- _RECORDS SHOWN_:
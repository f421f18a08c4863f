use mock_server::MockConfig;
use tokio::net::TcpListener;
use tracing_subscriber::EnvFilter;

#[tokio::main]
async fn main() -> Result<(), std::io::Error> {
    tracing_subscriber::fmt()
        .with_env_filter(EnvFilter::try_from_default_env().unwrap_or_else(|_| EnvFilter::new("info")))
        .init();

    let defaults = MockConfig::default();
    let config = MockConfig {
        api_key: std::env::var("MOCK_IVVY_API_KEY").unwrap_or(defaults.api_key),
        api_secret: std::env::var("MOCK_IVVY_API_SECRET").unwrap_or(defaults.api_secret),
    };
    let port = std::env::var("PORT").unwrap_or_else(|_| "3000".to_string());
    let addr = format!("127.0.0.1:{port}");
    let listener = TcpListener::bind(&addr).await?;
    tracing::info!(%addr, api_key = %config.api_key, "mock iVvy listening");
    mock_server::run(listener, config).await
}
/// What a single applied move did, for callers that mirror the board
#[derive(Debug, Clone, Copy, PartialEq, Eq, Serialize, Deserialize)]
pub struct MoveReport {
    pub from: Square,
    pub to: Square,
    pub captured: Option<Square>,
    pub promoted: bool,
    /// The same piece must capture again before the turn passes
    pub chain_continues: bool,
}

#[derive(Debug, Clone, PartialEq, Eq, Serialize, Deserialize)]
pub struct Board {
    grid: [[Option<Piece>; BOARD_SIZE]; BOARD_SIZE],
    light_count: usize,
    dark_count: usize,
}

impl Board {
    fn empty() -> Self {
        Board {
            grid: [[None; BOARD_SIZE]; BOARD_SIZE],
            light_count: 0,
            dark_count: 0,
        }
    }

    pub fn get(&self, square: Square) -> Result<Option<Piece>, GameError> {
        if square.in_bounds() {
            Ok(self.grid[square.row][square.col])
        } else {
            Err(GameError::OutOfBounds(square))
        }
    }

    pub fn set(&mut self, square: Square, piece: Option<Piece>) -> Result<(), GameError> {
        if square.in_bounds() {
            self.put(square, piece);
            Ok(())
        } else {
            Err(GameError::OutOfBounds(square))
        }
    }

    pub fn count(&self, color: Color) -> usize {
        match color {
            Color::Light => self.light_count,
            Color::Dark => self.dark_count,
        }
    }

    /// Unchecked read; callers pass squares already known to be on the board
    fn at(&self, square: Square) -> Option<Piece> {
        self.grid[square.row][square.col]
    }

    /// Unchecked write; keeps the per-color live counts in step
    fn put(&mut self, square: Square, piece: Option<Piece>) {
        if let Some(old) = self.grid[square.row][square.col] {
            match old.color {
                Color::Light => self.light_count -= 1,
                Color::Dark => self.dark_count -= 1,
            }
        }
        if let Some(new) = piece {
            match new.color {
                Color::Light => self.light_count += 1,
                Color::Dark => self.dark_count += 1,
            }
        }
        self.grid[square.row][square.col] = piece;
    }
}

#[derive(Debug, Clone, Serialize, Deserialize)]
pub struct GameState {
    board: Board,
    turn: Color,
    /// Set while a man's capture chain is in progress; gates kings and
    /// quiet moves until the turn passes
    turn_has_moved: bool,
    outcome: Outcome,
    move_count: usize,
}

- _EXERCISE_:
To complete the exercise, print all of the entries exactly.

- _RESPONSE AREA_:
repository f421f18a08c4863f
use mock_server::MockConfig;
use tokio::net::TcpListener;
use tracing_subscriber::EnvFilter;

#[tokio::main]
async fn main() -> Result<(), std::io::Error> {
    tracing_subscriber::fmt()
        .with_env_filter(EnvFilter::try_from_default_env().unwrap_or_else(|_| EnvFilter::new("info")))
        .init();

    let defaults = MockConfig::default();
    let config = MockConfig {
        api_key: std::env::var("MOCK_IVVY_API_KEY").unwrap_or(defaults.api_key),
        api_secret: std::env::var("MOCK_IVVY_API_SECRET").unwrap_or(defaults.api_secret),
    };
    let port = std::env::var("PORT").unwrap_or_else(|_| "3000".to_string());
    let addr = format!("127.0.0.1:{port}");
    let listener = TcpListener::bind(&addr).await?;
    tracing::info!(%addr, api_key = %config.api_key, "mock iVvy listening");
    mock_server::run(listener, config).await
}
/// What a single applied move did, for callers that mirror the board
#[derive(Debug, Clone, Copy, PartialEq, Eq, Serialize, Deserialize)]
pub struct MoveReport {
    pub from: Square,
    pub to: Square,
    pub captured: Option<Square>,
    pub promoted: bool,
    /// The same piece must capture again before the turn passes
    pub chain_continues: bool,
}

#[derive(Debug, Clone, PartialEq, Eq, Serialize, Deserialize)]
pub struct Board {
    grid: [[Option<Piece>; BOARD_SIZE]; BOARD_SIZE],
    light_count: usize,
    dark_count: usize,
}

impl Board {
    fn empty() -> Self {
        Board {
            grid: [[None; BOARD_SIZE]; BOARD_SIZE],
            light_count: 0,
            dark_count: 0,
        }
    }

    pub fn get(&self, square: Square) -> Result<Option<Piece>, GameError> {
        if square.in_bounds() {
            Ok(self.grid[square.row][square.col])
        } else {
            Err(GameError::OutOfBounds(square))
        }
    }

    pub fn set(&mut self, square: Square, piece: Option<Piece>) -> Result<(), GameError> {
        if square.in_bounds() {
            self.put(square, piece);
            Ok(())
        } else {
            Err(GameError::OutOfBounds(square))
        }
    }

    pub fn count(&self, color: Color) -> usize {
        match color {
            Color::Light => self.light_count,
            Color::Dark => self.dark_count,
        }
    }

    /// Unchecked read; callers pass squares already known to be on the board
    fn at(&self, square: Square) -> Option<Piece> {
        self.grid[square.row][square.col]
    }

    /// Unchecked write; keeps the per-color live counts in step
    fn put(&mut self, square: Square, piece: Option<Piece>) {
        if let Some(old) = self.grid[square.row][square.col] {
            match old.color {
                Color::Light => self.light_count -= 1,
                Color::Dark => self.dark_count -= 1,
            }
        }
        if let Some(new) = piece {
            match new.color {
                Color::Light => self.light_count += 1,
                Color::Dark => self.dark_count += 1,
            }
        }
        self.grid[square.row][square.col] = piece;
    }
}

#[derive(Debug, Clone, Serialize, Deserialize)]
pub struct GameState {
    board: Board,
    turn: Color,
    /// Set while a man's capture chain is in progress; gates kings and
    /// quiet moves until the turn passes
    turn_has_moved: bool,
    outcome: Outcome,
    move_count: usize,
}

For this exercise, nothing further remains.